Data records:
//! Raw actions of a graph derivation trace.
//!
//! A trace is a list of `(kind, value)` integer pairs, one per structural
//! decision, serialized as `[[0, 0], [1, 0], [6, 4], ...]`:
//!
//! | kind | decision | value |
//! |------|----------|-------|
//! | 0 | add node | node type position, or `#node_types` to stop |
//! | 1 | activity | activity label of the node just added |
//! | 2 | add edge | relation position, or `#edge_types` to stop |
//! | 3 | destination | destination node id of the pending edge |
//! | 4 | direction | `0` outgoing from the new node, `1` incoming |
//! | 5 | correlation | correlation entity type of the last edge |
//! | 6 | joint | edge type, destination and direction folded into one index |
//!
//! Kinds 2, 3 and 4 are usually folded into kind 6; see
//! [`TraceDecoder`](crate::decode::TraceDecoder) for the unfolding.

use crate::error::Error;
use serde::{Deserialize, Serialize};
use std::fmt;

/// One entry of a derivation trace.
#[derive(Debug, Clone, Copy, PartialEq, Eq, Hash, Serialize, Deserialize)]
#[serde(try_from = "(u8, usize)", into = "(u8, usize)")]
pub enum Action {
    AddNode(usize),
    Activity(usize),
    AddEdge(usize),
    Destination(usize),
    Direction(usize),
    Correlation(usize),
    Joint(usize),
}

impl Action {
    /// Leading integer tag of the pair encoding.
    pub fn kind(&self) -> u8 {
        match self {
            Action::AddNode(_) => 0,
            Action::Activity(_) => 1,
            Action::AddEdge(_) => 2,
            Action::Destination(_) => 3,
            Action::Direction(_) => 4,
            Action::Correlation(_) => 5,
            Action::Joint(_) => 6,
        }
    }

    /// Parameter of the decision.
    pub fn value(&self) -> usize {
        match *self {
            Action::AddNode(v)
            | Action::Activity(v)
            | Action::AddEdge(v)
            | Action::Destination(v)
            | Action::Direction(v)
            | Action::Correlation(v)
            | Action::Joint(v) => v,
        }
    }
}

impl TryFrom<(u8, usize)> for Action {
    type Error = Error;

    fn try_from((kind, value): (u8, usize)) -> Result<Self, Self::Error> {
        Ok(match kind {
            0 => Action::AddNode(value),
            1 => Action::Activity(value),
            2 => Action::AddEdge(value),
            3 => Action::Destination(value),
            4 => Action::Direction(value),
            5 => Action::Correlation(value),
            6 => Action::Joint(value),
            other => return Err(Error::UnknownActionKind(other)),
        })
    }
}

impl From<Action> for (u8, usize) {
    fn from(a: Action) -> Self {
        (a.kind(), a.value())
    }
}

impl fmt::Display for Action {
    fn fmt(&self, f: &mut fmt::Formatter<'_>) -> fmt::Result {
        write!(f, "({}, {})", self.kind(), self.value())
    }
}

/// Orientation of a link, seen from the node that created it.
#[derive(Debug, Clone, Copy, PartialEq, Eq, Hash, Serialize, Deserialize)]
#[serde(rename_all = "snake_case")]
pub enum EdgeDirection {
    /// New node is the source.
    Outgoing,
    /// New node is the target.
    Incoming,
}

impl EdgeDirection {
    /// Decode the trace encoding (`0` outgoing, `1` incoming).
    pub fn from_index(index: usize) -> Option<Self> {
        match index {
            0 => Some(EdgeDirection::Outgoing),
            1 => Some(EdgeDirection::Incoming),
            _ => None,
        }
    }
}

/// A complete ground-truth derivation of one graph.
#[derive(Debug, Clone, PartialEq, Eq, Default, Serialize, Deserialize)]
#[serde(transparent)]
pub struct ActionTrace {
    pub actions: Vec<Action>,
}

impl ActionTrace {
    /// Create a trace from actions.
    pub fn new(actions: Vec<Action>) -> Self {
        Self { actions }
    }

    /// Build a trace from integer pairs.
    pub fn from_pairs(pairs: &[(u8, usize)]) -> crate::Result<Self> {
        let actions = pairs
            .iter()
            .map(|&pair| Action::try_from(pair))
            .collect::<crate::Result<Vec<_>>>()?;
        Ok(Self { actions })
    }

    /// Number of actions.
    pub fn len(&self) -> usize {
        self.actions.len()
    }

    /// Whether the trace has no actions.
    pub fn is_empty(&self) -> bool {
        self.actions.is_empty()
    }
}
//! The DGMG generator: decision modules driven by a phase state machine.
//!
//! ```text
//!          stop
//!   Node ───────▶ Done
//!    ▲  │ add
//!    │  ▼
//!    Edge ◀──────┐
//!    │ add       │
//!    ▼           │
//!   Destination ─┘
//! ```
//!
//! In training the decisions come from a decoded trace and their
//! log-probabilities are accumulated; in inference they are sampled.

use crate::decision::{AddEdge, AddNode, ChooseDestAndUpdate};
use crate::embed::GraphEmbed;
use crate::episode::{Episode, LogProbs, WorkingGraph};
use crate::error::{Error, Result};
use crate::prop::GraphProp;
use candle_core::{DType, Device, Tensor};
use candle_nn::VarBuilder;
use dgmg_core::config::DgmgConfig;
use dgmg_core::decode::{Annotation, Decision, Step, TraceDecoder};
use dgmg_core::{ActionTrace, Metagraph};

/// Position in the generation state machine.
#[derive(Debug, Clone, Copy, PartialEq, Eq)]
pub enum Phase {
    ChoosingNode,
    ChoosingEdge,
    ChoosingDestination,
    Done,
}

/// Outcome of replaying one trace.
#[derive(Debug)]
pub struct Rollout {
    /// The graph the trace built.
    pub graph: WorkingGraph,
    /// `log p(trace)` as a scalar.
    pub log_prob: Tensor,
    /// The individual terms behind `log_prob`, per decision module.
    pub terms: LogProbs,
}

/// Outcome of one sampling run.
#[derive(Debug)]
pub struct Sample {
    /// The generated graph.
    pub graph: WorkingGraph,
    /// Decisions scored and sampled, including the final stop.
    pub decisions: usize,
}

/// Deep generative model of graphs.
pub struct Dgmg {
    metagraph: Metagraph,
    decoder: TraceDecoder,
    graph_embed: GraphEmbed,
    graph_prop: GraphProp,
    add_node_agent: AddNode,
    add_edge_agent: AddEdge,
    choose_dest_agent: ChooseDestAndUpdate,
    dtype: DType,
    device: Device,
}

impl Dgmg {
    /// Build the model for a configuration.
    pub fn new(config: &DgmgConfig, vb: VarBuilder) -> Result<Self> {
        let metagraph = config.metagraph()?;
        let decoder = TraceDecoder::new(config.trace_vocabulary(), &metagraph)?;
        Self::with_decoder(metagraph, decoder, config, vb)
    }

    /// Build the model over an explicit metagraph and trace decoder.
    pub fn with_decoder(
        metagraph: Metagraph,
        decoder: TraceDecoder,
        config: &DgmgConfig,
        vb: VarBuilder,
    ) -> Result<Self> {
        let h = config.node_hidden_size;
        let graph_embed = GraphEmbed::new(metagraph.nodes(), h, vb.pp("graph_embed"))?;
        let graph_prop = GraphProp::new(config.num_propagation_rounds, h, vb.pp("graph_prop"))?;
        let add_node_agent =
            AddNode::new(metagraph.num_node_types(), h, vb.pp("add_node_agent"))?;
        let add_edge_agent = AddEdge::new(h, vb.pp("add_edge_agent"))?;
        let choose_dest_agent = ChooseDestAndUpdate::new(h, vb.pp("choose_dest_agent"))?;
        Ok(Self {
            metagraph,
            decoder,
            graph_embed,
            graph_prop,
            add_node_agent,
            add_edge_agent,
            choose_dest_agent,
            dtype: vb.dtype(),
            device: vb.device().clone(),
        })
    }

    pub fn metagraph(&self) -> &Metagraph {
        &self.metagraph
    }

    pub fn decoder(&self) -> &TraceDecoder {
        &self.decoder
    }

    /// Decode and replay a raw trace.
    pub fn forward_train(&self, trace: &ActionTrace) -> Result<Rollout> {
        let steps = self.decoder.decode(trace)?;
        self.replay(&steps)
    }

    /// Replay decoded steps under teacher forcing.
    pub fn replay(&self, steps: &[Step]) -> Result<Rollout> {
        let mut episode = Episode::forced(self.metagraph.empty_graph(), steps);
        let mut phase = Phase::ChoosingNode;

        while phase != Phase::Done {
            phase = match phase {
                Phase::ChoosingNode => {
                    let action = match self.next_decision(&mut episode, "node decision")? {
                        Decision::Node(d) => d.action(),
                        other => return Err(unexpected(&episode, "node decision", other)),
                    };
                    let stop = self
                        .add_node_agent
                        .forward(&mut episode, &self.graph_embed, Some(action))?;
                    if stop {
                        Phase::Done
                    } else {
                        Phase::ChoosingEdge
                    }
                }
                Phase::ChoosingEdge => {
                    let action = match self.next_decision(&mut episode, "edge decision")? {
                        Decision::Edge(d) => d.action(),
                        other => return Err(unexpected(&episode, "edge decision", other)),
                    };
                    let to_add = self
                        .add_edge_agent
                        .forward(&mut episode, &self.graph_embed, Some(action))?;
                    if to_add {
                        Phase::ChoosingDestination
                    } else {
                        Phase::ChoosingNode
                    }
                }
                Phase::ChoosingDestination => {
                    let dest = match self.next_decision(&mut episode, "destination")? {
                        Decision::Destination(dest) => dest,
                        other => return Err(unexpected(&episode, "destination", other)),
                    };
                    self.choose_destination(&mut episode, Some(dest))?;
                    Phase::ChoosingEdge
                }
                Phase::Done => Phase::Done,
            };
        }

        let unused = episode.remaining_steps();
        if unused > 0 {
            tracing::warn!(unused, consumed = episode.step_count, "trace has unused trailing steps");
        }

        let log_prob = episode.log_probs.total(self.dtype, &self.device)?;
        Ok(Rollout {
            graph: episode.graph,
            log_prob,
            terms: episode.log_probs,
        })
    }

    /// Sample a new graph of at most `v_max` nodes.
    ///
    /// Each new node gets at most `num_nodes - 1` edge trials.
    pub fn forward_inference(&self, v_max: usize, seed: u64) -> Result<WorkingGraph> {
        Ok(self.sample(v_max, seed)?.graph)
    }

    /// Like [`forward_inference`](Self::forward_inference), also reporting
    /// how many decisions the run took.
    pub fn sample(&self, v_max: usize, seed: u64) -> Result<Sample> {
        let mut episode =
            Episode::sampled(self.metagraph.empty_graph(), seed).with_node_limit(v_max);
        let mut phase = Phase::ChoosingNode;
        let mut num_trials = 0usize;

        while phase != Phase::Done {
            phase = match phase {
                Phase::ChoosingNode => {
                    num_trials = 0;
                    let stop = self
                        .add_node_agent
                        .forward(&mut episode, &self.graph_embed, None)?;
                    if stop {
                        Phase::Done
                    } else {
                        Phase::ChoosingEdge
                    }
                }
                Phase::ChoosingEdge => {
                    let to_add = self
                        .add_edge_agent
                        .forward(&mut episode, &self.graph_embed, None)?;
                    let max_trials = episode.graph.num_nodes().saturating_sub(1);
                    if to_add && num_trials < max_trials {
                        Phase::ChoosingDestination
                    } else {
                        Phase::ChoosingNode
                    }
                }
                Phase::ChoosingDestination => {
                    self.choose_destination(&mut episode, None)?;
                    num_trials += 1;
                    Phase::ChoosingEdge
                }
                Phase::Done => Phase::Done,
            };
        }

        tracing::debug!(
            nodes = episode.graph.num_nodes(),
            links = episode.graph.num_links(),
            decisions = episode.decisions,
            seed,
            "sampled graph"
        );
        Ok(Sample {
            graph: episode.graph,
            decisions: episode.decisions,
        })
    }

    fn choose_destination(&self, episode: &mut Episode<'_>, dest: Option<usize>) -> Result<()> {
        let src = episode
            .graph
            .last_node()
            .ok_or(Error::EmptyGraph("choose destination"))?;
        let dest = self
            .choose_dest_agent
            .forward(episode, &self.graph_prop, dest)?;
        episode.last_link = Some((src, dest));
        Ok(())
    }

    /// Consume steps up to the next decision, applying annotations on the way.
    fn next_decision(&self, episode: &mut Episode<'_>, expected: &'static str) -> Result<Decision> {
        loop {
            match episode.next_step(expected)? {
                Step::Decide(decision) => return Ok(*decision),
                Step::Annotate(annotation) => self.annotate(episode, annotation),
            }
        }
    }

    fn annotate(&self, episode: &mut Episode<'_>, annotation: &Annotation) {
        if let Annotation::Activity(label) = annotation {
            match episode.graph.last_node().and_then(|id| episode.graph.node_mut(id)) {
                Some(node) => node.activity = Some(label.clone()),
                None => tracing::warn!(%label, "activity before any node"),
            }
            return;
        }

        let Some((src, dest)) = episode.last_link else {
            tracing::warn!(?annotation, "edge label before any edge");
            return;
        };

        if let Annotation::Relation(relation) = annotation {
            self.check_relation(&episode.graph, src, dest, relation);
        }

        let Some(link) = episode.graph.link_mut(src, dest) else {
            tracing::warn!(src, dest, ?annotation, "no link to label");
            return;
        };
        match annotation {
            Annotation::Relation(relation) => link.relation = Some(relation.clone()),
            Annotation::Direction(direction) => link.direction = Some(*direction),
            Annotation::Correlation(entity) => link.correlations.push(entity.clone()),
            Annotation::Activity(_) => {}
        }
    }

    /// Warn when a labelled link matches no declared canonical edge type.
    fn check_relation(&self, graph: &WorkingGraph, src: usize, dest: usize, relation: &str) {
        let (Some(a), Some(b)) = (graph.node_type(src), graph.node_type(dest)) else {
            return;
        };
        if !self.metagraph.has_canonical_etype(a, relation, b)
            && !self.metagraph.has_canonical_etype(b, relation, a)
        {
            tracing::warn!(
                src = %a,
                relation,
                dst = %b,
                "link does not match a declared canonical edge type"
            );
        }
    }
}

fn unexpected(episode: &Episode<'_>, expected: &'static str, found: Decision) -> Error {
    Error::UnexpectedStep {
        step: episode.step_count.saturating_sub(1),
        expected,
        found: format!("{found:?}"),
    }
}
//! Teacher-forced training and sampling.
//!
//! The objective for one trace is its negative log-likelihood under the
//! model:
//!
//! ```text
//! loss = -sum_{decisions d} log p(d | graph so far)
//! ```
//!
//! Traces are trained one at a time; each step is a full optimizer update.
//!
//! # Example
//!
//! ```rust,no_run
//! use dgmg_core::config::{dataset_based_configure, Options};
//! use dgmg_core::TraceDataset;
//! use dgmg_nn::training::Trainer;
//!
//! let config = dataset_based_configure(&Options::new().with("dataset", "cycles"))?
//!     .to_config()?;
//! let mut trainer = Trainer::new(config, &candle_core::Device::Cpu)?;
//!
//! let stats = trainer.train_epoch(&TraceDataset::reference())?;
//! println!("epoch {} loss {:.4}", stats.epoch, stats.mean_loss);
//!
//! let (graphs, summary) = trainer.generate(10, 20, 0)?;
//! # Ok::<(), dgmg_nn::Error>(())
//! ```

use crate::episode::WorkingGraph;
use crate::error::{Error, Result};
use crate::init::reset_parameters;
use crate::model::Dgmg;
use candle_core::{DType, Device};
use candle_nn::{AdamW, Optimizer, ParamsAdamW, VarBuilder, VarMap};
use dgmg_core::config::DgmgConfig;
use dgmg_core::{ActionTrace, TraceDataset};
use serde::{Deserialize, Serialize};
use std::collections::BTreeMap;
use std::path::Path;

/// Summary of one pass over a dataset.
#[derive(Debug, Clone, PartialEq, Serialize, Deserialize)]
pub struct EpochStats {
    /// 1-based epoch number.
    pub epoch: usize,
    pub mean_loss: f32,
    pub mean_log_prob: f32,
    pub samples: usize,
}

/// Summary of a batch of sampled graphs.
#[derive(Debug, Clone, PartialEq, Serialize, Deserialize)]
pub struct GenerationStats {
    pub samples: usize,
    pub mean_nodes: f64,
    /// Mean number of links (edge pairs).
    pub mean_links: f64,
    pub max_nodes: usize,
    /// Total nodes per type over all samples.
    pub nodes_by_type: BTreeMap<String, usize>,
}

impl GenerationStats {
    fn from_graphs(graphs: &[WorkingGraph]) -> Self {
        let samples = graphs.len();
        let mut nodes_by_type = BTreeMap::new();
        let mut total_nodes = 0usize;
        let mut total_links = 0usize;
        let mut max_nodes = 0usize;
        for g in graphs {
            let stats = g.stats();
            total_nodes += stats.num_nodes;
            total_links += stats.num_links;
            max_nodes = max_nodes.max(stats.num_nodes);
            for (ntype, count) in stats.nodes_by_type {
                *nodes_by_type.entry(ntype).or_insert(0) += count;
            }
        }
        let denom = samples.max(1) as f64;
        Self {
            samples,
            mean_nodes: total_nodes as f64 / denom,
            mean_links: total_links as f64 / denom,
            max_nodes,
            nodes_by_type,
        }
    }
}

fn optimizer_params(name: &str, lr: f64) -> Result<ParamsAdamW> {
    match name {
        "Adam" => Ok(ParamsAdamW {
            lr,
            weight_decay: 0.0,
            ..Default::default()
        }),
        "AdamW" => Ok(ParamsAdamW {
            lr,
            ..Default::default()
        }),
        other => Err(Error::UnsupportedOptimizer(other.to_string())),
    }
}

/// Owns the parameters, the model and its optimizer.
pub struct Trainer {
    config: DgmgConfig,
    varmap: VarMap,
    model: Dgmg,
    optimizer: AdamW,
    epoch: usize,
}

impl Trainer {
    /// Initialise a fresh model for `config`, parameters drawn from
    /// `config.seed`.
    pub fn new(config: DgmgConfig, device: &Device) -> Result<Self> {
        let params = optimizer_params(&config.optimizer, config.lr)?;
        let varmap = VarMap::new();
        let vb = VarBuilder::from_varmap(&varmap, DType::F32, device);
        let model = Dgmg::new(&config, vb)?;
        reset_parameters(&varmap, config.seed)?;
        let optimizer = AdamW::new(varmap.all_vars(), params)?;
        tracing::debug!(
            optimizer = %config.optimizer,
            lr = config.lr,
            vars = varmap.all_vars().len(),
            "initialised model"
        );
        Ok(Self {
            config,
            varmap,
            model,
            optimizer,
            epoch: 0,
        })
    }

    pub fn config(&self) -> &DgmgConfig {
        &self.config
    }

    pub fn model(&self) -> &Dgmg {
        &self.model
    }

    /// Epochs completed so far.
    pub fn epoch(&self) -> usize {
        self.epoch
    }

    /// One optimizer update on a single trace. Returns the loss.
    pub fn train_step(&mut self, trace: &ActionTrace) -> Result<f32> {
        let rollout = self.model.forward_train(trace)?;
        let loss = rollout.log_prob.neg()?;
        self.optimizer.backward_step(&loss)?;
        Ok(loss.to_scalar::<f32>()?)
    }

    /// One pass over every trace in order.
    pub fn train_epoch(&mut self, dataset: &TraceDataset) -> Result<EpochStats> {
        let mut total_loss = 0f32;
        for trace in dataset.iter() {
            let trace = dataset.collate_single(&[trace])?;
            total_loss += self.train_step(trace)?;
        }
        self.epoch += 1;

        let samples = dataset.len();
        let mean_loss = if samples == 0 {
            0.0
        } else {
            total_loss / samples as f32
        };
        let stats = EpochStats {
            epoch: self.epoch,
            mean_loss,
            mean_log_prob: -mean_loss,
            samples,
        };
        tracing::info!(
            epoch = stats.epoch,
            loss = stats.mean_loss,
            samples,
            "epoch complete"
        );
        Ok(stats)
    }

    /// Mean `log p(trace)` over a dataset, without updating.
    pub fn evaluate(&self, dataset: &TraceDataset) -> Result<f32> {
        if dataset.is_empty() {
            return Ok(0.0);
        }
        let mut total = 0f32;
        for trace in dataset.iter() {
            total += self.model.forward_train(trace)?.log_prob.to_scalar::<f32>()?;
        }
        Ok(total / dataset.len() as f32)
    }

    /// Sample `count` graphs of at most `v_max` nodes; sample `i` uses seed
    /// `seed + i`.
    pub fn generate(
        &self,
        count: usize,
        v_max: usize,
        seed: u64,
    ) -> Result<(Vec<WorkingGraph>, GenerationStats)> {
        let graphs = (0..count as u64)
            .map(|i| self.model.forward_inference(v_max, seed.wrapping_add(i)))
            .collect::<Result<Vec<_>>>()?;
        let stats = GenerationStats::from_graphs(&graphs);
        tracing::info!(
            samples = stats.samples,
            mean_nodes = stats.mean_nodes,
            mean_links = stats.mean_links,
            "generated graphs"
        );
        Ok((graphs, stats))
    }

    /// Write the parameters as safetensors.
    pub fn save(&self, path: impl AsRef<Path>) -> Result<()> {
        self.varmap.save(path)?;
        Ok(())
    }

    /// Overwrite the parameters from a safetensors file.
    pub fn load(&mut self, path: impl AsRef<Path>) -> Result<()> {
        self.varmap.load(path)?;
        Ok(())
    }
}

#[cfg(test)]
mod tests {
    use super::*;
    use dgmg_core::config::{dataset_based_configure, Options};

    fn config() -> DgmgConfig {
        dataset_based_configure(&Options::new().with("dataset", "cycles"))
            .unwrap()
            .to_config()
            .unwrap()
    }

    #[test]
    fn test_unsupported_optimizer() {
        let mut c = config();
        c.optimizer = "SGD".into();
        assert!(matches!(
            Trainer::new(c, &Device::Cpu),
            Err(Error::UnsupportedOptimizer(name)) if name == "SGD"
        ));
    }

    #[test]
    fn test_same_seed_same_model() {
        let dataset = TraceDataset::reference();
        let a = Trainer::new(config(), &Device::Cpu).unwrap();
        let b = Trainer::new(config(), &Device::Cpu).unwrap();
        assert_eq!(a.evaluate(&dataset).unwrap(), b.evaluate(&dataset).unwrap());

        let mut c = config();
        c.seed += 1;
        let c = Trainer::new(c, &Device::Cpu).unwrap();
        assert_ne!(a.evaluate(&dataset).unwrap(), c.evaluate(&dataset).unwrap());
    }

    #[test]
    fn test_configured_learning_rate_improves_likelihood() {
        let mut trainer = Trainer::new(config(), &Device::Cpu).unwrap();
        let dataset = TraceDataset::reference();
        let before = trainer.evaluate(&dataset).unwrap();
        for _ in 0..10 {
            trainer.train_epoch(&dataset).unwrap();
        }
        assert!(trainer.evaluate(&dataset).unwrap() > before);
    }

    #[test]
    fn test_training_reduces_loss() {
        let mut c = config();
        c.lr = 1e-2;
        let mut trainer = Trainer::new(c, &Device::Cpu).unwrap();
        let dataset = TraceDataset::reference();

        let first = trainer.train_epoch(&dataset).unwrap();
        assert_eq!(first.epoch, 1);
        assert_eq!(first.samples, 1);
        assert!(first.mean_loss > 0.0);

        let mut last = first.clone();
        for _ in 0..20 {
            last = trainer.train_epoch(&dataset).unwrap();
        }
        assert_eq!(trainer.epoch(), 21);
        assert!(last.mean_loss < first.mean_loss);
        assert!(trainer.evaluate(&dataset).unwrap() > first.mean_log_prob);
    }

    #[test]
    fn test_generate_stats() {
        let trainer = Trainer::new(config(), &Device::Cpu).unwrap();
        let (graphs, stats) = trainer.generate(4, 5, 3).unwrap();
        assert_eq!(graphs.len(), 4);
        assert_eq!(stats.samples, 4);
        assert!(stats.max_nodes <= 5);
        assert!(stats.mean_nodes <= 5.0);
        assert_eq!(stats.nodes_by_type.len(), 4);
    }

    #[test]
    fn test_save_and_load_roundtrip() {
        let dir = std::env::temp_dir().join("dgmg-nn-trainer-test");
        std::fs::create_dir_all(&dir).unwrap();
        let path = dir.join("model.safetensors");

        let mut trained = Trainer::new(config(), &Device::Cpu).unwrap();
        trained.train_epoch(&TraceDataset::reference()).unwrap();
        trained.save(&path).unwrap();

        let mut fresh = Trainer::new(config(), &Device::Cpu).unwrap();
        fresh.load(&path).unwrap();

        let dataset = TraceDataset::reference();
        let a = trained.evaluate(&dataset).unwrap();
        let b = fresh.evaluate(&dataset).unwrap();
        assert!((a - b).abs() < 1e-4);
        std::fs::remove_file(path).unwrap();
    }
}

What the task requires: Among the lines of the data, find every one that holds "AddNode" and copy it.

Response area:
    AddNode(usize),
            Action::AddNode(_) => 0,
            Action::AddNode(v)
            0 => Action::AddNode(value),
use crate::decision::{AddEdge, AddNode, ChooseDestAndUpdate};
    add_node_agent: AddNode,
            AddNode::new(metagraph.num_node_types(), h, vb.pp("add_node_agent"))?;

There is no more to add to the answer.